做了几周探索后，我整理出了Computer Use在生产场景落地的几个核心挑战：

挑战1：Token成本高得吓人

每一轮操作都需要截图，一张1366×768的PNG图片，base64之后大约是1.5-2MB字符，对应的token数量在500-1000之间。一个稍微复杂的任务（10-20步操作），光图像部分的输入token就要几千到一万。加上多轮对话的上下文积累，完成一个任务可能花掉5-10美元。

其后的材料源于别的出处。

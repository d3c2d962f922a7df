//! Wire codecs
//!
//! # Binary layout (raw socket transport)
//!
//! ```text
//! 0      1        3      4         6                    10
//! +------+--------+------+---------+--------------------+-----------
//! | ver  |  cmd   | seq  | opcode  | flag:u8 | len:u24  | payload
//! +------+--------+------+---------+--------------------+-----------
//! ```
//!
//! All integers are big-endian. A non-zero `flag` marks an LZ4 block whose
//! first 4 bytes declare the uncompressed size. The payload itself is a
//! MessagePack document.
//!
//! # JSON layout (WebSocket transport)
//!
//! One text message per frame: `{"ver", "cmd", "seq", "opcode", "payload"}`.

use super::frame::{Frame, SequenceWidth};
use super::value::{from_msgpack, to_msgpack};
use crate::{MaxWireError, Result};
use serde_json::{Map, Value};
use tokio::io::{AsyncRead, AsyncReadExt};

/// Fixed binary header length
pub const HEADER_LEN: usize = 10;

/// Largest payload the 24-bit length field can describe
pub const MAX_PAYLOAD_LEN: usize = 0x00FF_FFFF;

/// Ceiling for a declared uncompressed size
pub const MAX_DECOMPRESSED_SIZE: usize = 10 * 1024 * 1024;

const COMPRESSED_FLAG: u8 = 0x01;

/// Payload compression on the encode side
#[derive(Debug, Clone, Copy, PartialEq, Eq, Default)]
pub enum Compression {
    #[default]
    None,
    Lz4,
}

/// Parsed binary header
#[derive(Debug, Clone, Copy, PartialEq, Eq)]
pub struct FrameHeader {
    pub ver: u8,
    pub cmd: u16,
    pub seq: u8,
    pub opcode: u16,
    pub flag: u8,
    pub payload_len: usize,
}

impl FrameHeader {
    pub fn parse(buf: &[u8; HEADER_LEN]) -> Self {
        let packed = u32::from_be_bytes([buf[6], buf[7], buf[8], buf[9]]);
        Self {
            ver: buf[0],
            cmd: u16::from_be_bytes([buf[1], buf[2]]),
            seq: buf[3],
            opcode: u16::from_be_bytes([buf[4], buf[5]]),
            flag: (packed >> 24) as u8,
            payload_len: (packed & 0x00FF_FFFF) as usize,
        }
    }

    pub fn write(&self, out: &mut Vec<u8>) {
        let packed = ((self.flag as u32) << 24) | (self.payload_len as u32 & 0x00FF_FFFF);
        out.push(self.ver);
        out.extend_from_slice(&self.cmd.to_be_bytes());
        out.push(self.seq);
        out.extend_from_slice(&self.opcode.to_be_bytes());
        out.extend_from_slice(&packed.to_be_bytes());
    }

    #[inline]
    pub fn is_compressed(&self) -> bool {
        self.flag != 0
    }
}

/// Codec for the raw socket transport
pub struct BinaryCodec;

impl BinaryCodec {
    /// Encode a frame without compression
    pub fn encode(frame: &Frame) -> Result<Vec<u8>> {
        Self::encode_with(frame, Compression::None)
    }

    /// Encode a frame, optionally compressing the payload
    ///
    /// The sequence number is truncated to one byte.
    pub fn encode_with(frame: &Frame, compression: Compression) -> Result<Vec<u8>> {
        let raw = to_msgpack(&frame.payload)?;
        let (flag, body) = match compression {
            Compression::None => (0, raw),
            Compression::Lz4 => (COMPRESSED_FLAG, compress_payload(&raw)?),
        };
        if body.len() > MAX_PAYLOAD_LEN {
            return Err(MaxWireError::Encode(format!(
                "payload of {} bytes exceeds the 24-bit length field",
                body.len()
            )));
        }

        let header = FrameHeader {
            ver: frame.ver,
            cmd: frame.cmd,
            seq: SequenceWidth::OneByte.wrap(frame.seq) as u8,
            opcode: frame.opcode,
            flag,
            payload_len: body.len(),
        };

        let mut out = Vec::with_capacity(HEADER_LEN + body.len());
        header.write(&mut out);
        out.extend_from_slice(&body);
        Ok(out)
    }

    /// Decode one complete frame from a buffer
    pub fn decode(bytes: &[u8]) -> Result<Frame> {
        let header_bytes: &[u8; HEADER_LEN] = bytes
            .get(..HEADER_LEN)
            .and_then(|h| h.try_into().ok())
            .ok_or_else(|| {
                MaxWireError::Decode(format!("short header: {} bytes", bytes.len()))
            })?;
        let header = FrameHeader::parse(header_bytes);

        let body = bytes
            .get(HEADER_LEN..HEADER_LEN + header.payload_len)
            .ok_or_else(|| {
                MaxWireError::Decode(format!(
                    "truncated payload: want {}, have {}",
                    header.payload_len,
                    bytes.len() - HEADER_LEN
                ))
            })?;

        let payload = Self::decode_payload(&header, body)?;
        Ok(Frame::new(
            header.ver,
            header.cmd,
            header.seq as u64,
            header.opcode,
            payload,
        ))
    }

    /// Decode the payload segment described by `header`
    pub fn decode_payload(header: &FrameHeader, body: &[u8]) -> Result<Value> {
        if body.is_empty() {
            return Ok(Value::Object(Map::new()));
        }
        if header.is_compressed() {
            let raw = decompress_payload(body)?;
            from_msgpack(&raw)
        } else {
            from_msgpack(body)
        }
    }
}

/// LZ4-compress `raw`, prefixed with its 4-byte big-endian size
pub fn compress_payload(raw: &[u8]) -> Result<Vec<u8>> {
    if raw.len() > MAX_DECOMPRESSED_SIZE {
        return Err(MaxWireError::Encode(format!(
            "payload of {} bytes exceeds the decompression ceiling",
            raw.len()
        )));
    }
    let compressed = lz4_flex::block::compress(raw);
    let mut out = Vec::with_capacity(4 + compressed.len());
    out.extend_from_slice(&(raw.len() as u32).to_be_bytes());
    out.extend_from_slice(&compressed);
    Ok(out)
}

/// Inverse of [`compress_payload`]; the declared size is checked before
/// any allocation
pub fn decompress_payload(segment: &[u8]) -> Result<Vec<u8>> {
    let (size, block) = match segment {
        [a, b, c, d, rest @ ..] => (u32::from_be_bytes([*a, *b, *c, *d]) as usize, rest),
        _ => {
            return Err(MaxWireError::Decode(
                "compressed segment shorter than its size prefix".into(),
            ))
        }
    };
    if size > MAX_DECOMPRESSED_SIZE {
        return Err(MaxWireError::Decode(format!(
            "declared uncompressed size {} exceeds ceiling {}",
            size, MAX_DECOMPRESSED_SIZE
        )));
    }

    let raw = lz4_flex::block::decompress(block, size)
        .map_err(|e| MaxWireError::Decode(format!("lz4: {}", e)))?;
    if raw.len() != size {
        return Err(MaxWireError::Decode(format!(
            "lz4 produced {} bytes, header declared {}",
            raw.len(),
            size
        )));
    }
    Ok(raw)
}

/// Read one binary frame from a byte stream
///
/// A short read on the header or payload means the peer went away mid-frame
/// and the stream can no longer be trusted: that is reported as
/// `ConnectionClosed`. A payload that was read in full but fails to decode
/// leaves the stream aligned on the next header and is reported as `Decode`.
pub async fn read_frame<R>(reader: &mut R) -> Result<Frame>
where
    R: AsyncRead + Unpin,
{
    let mut header_buf = [0u8; HEADER_LEN];
    reader
        .read_exact(&mut header_buf)
        .await
        .map_err(|e| MaxWireError::io("read header", e))?;
    let header = FrameHeader::parse(&header_buf);

    let mut body = vec![0u8; header.payload_len];
    reader
        .read_exact(&mut body)
        .await
        .map_err(|e| MaxWireError::io("read payload", e))?;

    let payload = BinaryCodec::decode_payload(&header, &body)?;
    Ok(Frame::new(
        header.ver,
        header.cmd,
        header.seq as u64,
        header.opcode,
        payload,
    ))
}

/// Codec for the WebSocket transport
pub struct JsonCodec;

impl JsonCodec {
    pub fn encode(frame: &Frame) -> Result<String> {
        serde_json::to_string(frame).map_err(|e| MaxWireError::Encode(format!("json: {}", e)))
    }

    pub fn decode(text: &str) -> Result<Frame> {
        let frame: Frame =
            serde_json::from_str(text).map_err(|e| MaxWireError::Decode(format!("json: {}", e)))?;
        Ok(Frame::new(
            frame.ver,
            frame.cmd,
            frame.seq,
            frame.opcode,
            frame.payload,
        ))
    }
}

#[cfg(test)]
mod tests {
    use super::*;
    use crate::protocol::opcode;
    use serde_json::json;

    fn sample() -> Frame {
        Frame::new(
            10,
            1,
            200,
            opcode::LOGIN,
            json!({"chats": [{"id": 1, "type": "DIALOG"}], "profile": {"contact": {"id": 9}}}),
        )
    }

    #[test]
    fn test_header_layout() {
        let bytes = BinaryCodec::encode(&Frame::new(10, 0x0102, 7, 0x0304, json!({}))).unwrap();
        assert_eq!(&bytes[..6], &[10, 0x01, 0x02, 7, 0x03, 0x04]);
        assert_eq!(bytes[6], 0, "send path never sets the compression flag");
        let len = u32::from_be_bytes([0, bytes[7], bytes[8], bytes[9]]) as usize;
        assert_eq!(len, bytes.len() - HEADER_LEN);
    }

    #[test]
    fn test_binary_round_trip() {
        let frame = sample();
        assert_eq!(BinaryCodec::decode(&BinaryCodec::encode(&frame).unwrap()).unwrap(), frame);
    }

    #[test]
    fn test_binary_round_trip_compressed() {
        let frame = sample();
        let bytes = BinaryCodec::encode_with(&frame, Compression::Lz4).unwrap();
        assert_ne!(bytes[6], 0);
        assert_eq!(BinaryCodec::decode(&bytes).unwrap(), frame);
    }

    #[test]
    fn test_sequence_truncated_to_one_byte() {
        let frame = Frame::new(10, 0, 300, opcode::PING, json!({}));
        let decoded = BinaryCodec::decode(&BinaryCodec::encode(&frame).unwrap()).unwrap();
        assert_eq!(decoded.seq, 300 % 256);
    }

    #[test]
    fn test_empty_payload_decodes_to_empty_map() {
        let mut bytes = Vec::new();
        FrameHeader {
            ver: 10,
            cmd: 1,
            seq: 3,
            opcode: opcode::PING,
            flag: 0,
            payload_len: 0,
        }
        .write(&mut bytes);
        assert_eq!(BinaryCodec::decode(&bytes).unwrap().payload, json!({}));
    }

    #[test]
    fn test_oversized_declared_size_rejected() {
        // 11 MiB declared, a tiny block behind it
        let mut segment = (11u32 * 1024 * 1024).to_be_bytes().to_vec();
        segment.extend_from_slice(&lz4_flex::block::compress(b"tiny"));

        let mut bytes = Vec::new();
        FrameHeader {
            ver: 10,
            cmd: 1,
            seq: 1,
            opcode: opcode::NOTIF_MESSAGE,
            flag: COMPRESSED_FLAG,
            payload_len: segment.len(),
        }
        .write(&mut bytes);
        bytes.extend_from_slice(&segment);

        let err = BinaryCodec::decode(&bytes).unwrap_err();
        assert!(err.is_decode());
        assert!(err.to_string().contains("exceeds ceiling"));
    }

    #[test]
    fn test_corrupt_lz4_is_decode_error() {
        let mut segment = 64u32.to_be_bytes().to_vec();
        segment.extend_from_slice(&[0xff, 0xff, 0xff, 0xff, 0x00]);
        assert!(decompress_payload(&segment).unwrap_err().is_decode());
    }

    #[test]
    fn test_json_round_trip_and_null_payload() {
        let frame = Frame::new(11, 0, 123_456, opcode::SEND_MESSAGE, json!({"chatId": 5}));
        let text = JsonCodec::encode(&frame).unwrap();
        assert_eq!(JsonCodec::decode(&text).unwrap(), frame);

        let push = JsonCodec::decode(r#"{"ver":11,"cmd":0,"seq":4,"opcode":128,"payload":null}"#)
            .unwrap();
        assert_eq!(push.payload, json!({}));
        assert!(JsonCodec::decode("not json").unwrap_err().is_decode());
    }

    #[tokio::test]
    async fn test_read_frame_from_stream() {
        let first = BinaryCodec::encode(&sample()).unwrap();
        let second = BinaryCodec::encode(&Frame::new(10, 0, 2, opcode::PING, json!({}))).unwrap();
        let mut stream: &[u8] = &[first.as_slice(), second.as_slice()].concat();

        assert_eq!(read_frame(&mut stream).await.unwrap(), sample());
        assert_eq!(read_frame(&mut stream).await.unwrap().opcode, opcode::PING);
        assert!(matches!(
            read_frame(&mut stream).await,
            Err(MaxWireError::ConnectionClosed(_))
        ));
    }

    #[tokio::test]
    async fn test_read_frame_short_payload_is_fatal() {
        let bytes = BinaryCodec::encode(&sample()).unwrap();
        let mut stream: &[u8] = &bytes[..bytes.len() - 3];
        let err = read_frame(&mut stream).await.unwrap_err();
        assert!(err.is_transport_fatal());
    }
}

这个成本对于真正的自动化场景来说基本不可接受。降低成本的思路：

限制截图频率，不是每次都截全屏
操作成功后裁剪感兴趣区域截图
对成熟的、固定的操作步骤做缓存，避免重复的AI决策

挑战2：操作的不确定性

AI有时会在坐标计算上出错，特别是高分辨率屏幕。有时会陷入循环（重复尝试同一个失败的操作）。有时会做出超出预期的操作（比如你说"删除这条记录"，它选择了全选后删除）。

必须建立完善的操作回滚机制：

@Component
public class SafetyGuard {
    
    private final List<ReversibleAction> actionHistory = new ArrayList<>();
    
    // 高风险操作白名单外都要确认
    private static final Set<String> HIGH_RISK_OPERATIONS = Set.of(
        "delete", "remove", "drop", "truncate", "format", "overwrite"
    );
    
    public boolean shouldRequireConfirmation(String action, String context) {
        // 检查是否包含高风险操作关键词
        String lowerAction = action.toLowerCase();
        return HIGH_RISK_OPERATIONS.stream().anyMatch(lowerAction::contains);
    }
    
    // 沙箱模式：操作前截图，操作后对比
    public OperationResult executeWithRollbackSupport(
            Runnable operation, 
            String description) throws Exception {
        
        // 操作前状态快照
        byte[] beforeScreenshot = screenCapture.capture();
        
        try {
            operation.run();
            byte[] afterScreenshot = screenCapture.capture();
            
            // 记录操作（用于后续回滚）
            actionHistory.add(new ReversibleAction(description, beforeScreenshot));
            
            return OperationResult.success(afterScreenshot);
        } catch (Exception e) {
            // 操作失败，记录但不自动回滚（需要人工判断）
            log.error("操作执行失败: {}", description, e);
            return OperationResult.failure(e.getMessage());
        }
    }
}

挑战3：多显示器和DPI缩放问题

在配置了HiDPI（比如macOS Retina屏）或多显示器的机器上，坐标系统会变得复杂。实际像素和逻辑像素不一致，AI给的坐标和实际点击位置会有偏差：

// 获取正确的显示缩放比例
GraphicsEnvironment ge = GraphicsEnvironment.getLocalGraphicsEnvironment();
GraphicsDevice gd = ge.getDefaultScreenDevice();
GraphicsConfiguration gc = gd.getDefaultConfiguration();
AffineTransform at = gc.getDefaultTransform();

double dpiScaleX = at.getScaleX();  // Retina屏上通常是2.0
double dpiScaleY = at.getScaleY();

// 截图时需要除以DPI缩放才能得到逻辑坐标
// AI点击时需要乘以DPI缩放才能得到物理坐标

我的工程判断：当前适合和不适合的场景

做完这些探索，我对Computer Use的工程定位有了比较清晰的判断：

当前适合用Computer Use的场景：

内部工具，操作频率低（每天几十次而非几千次），成本可接受
操作目标界面相对固定，不需要太多创意性决策
有人工监督，AI给出操作计划后人确认再执行（Human-in-the-loop）
传统RPA无法处理的动态界面（比如内容每次都不同的报表界面）

当前不适合的场景：

高频自动化任务（成本问题）
需要操作权限非常敏感的系统（安全风险）
要求操作100%准确、不能有任何差错的场景
响应时间要求低于5秒的场景

Computer Use代表了一个重要方向：AI从"生成文本"到"操控数字世界"。但现在还是非常早期，工程上的不确定性很高。如果你有探索这个方向的计划，建议先在受控的、低风险的内部场景里试，积累经验再考虑扩大。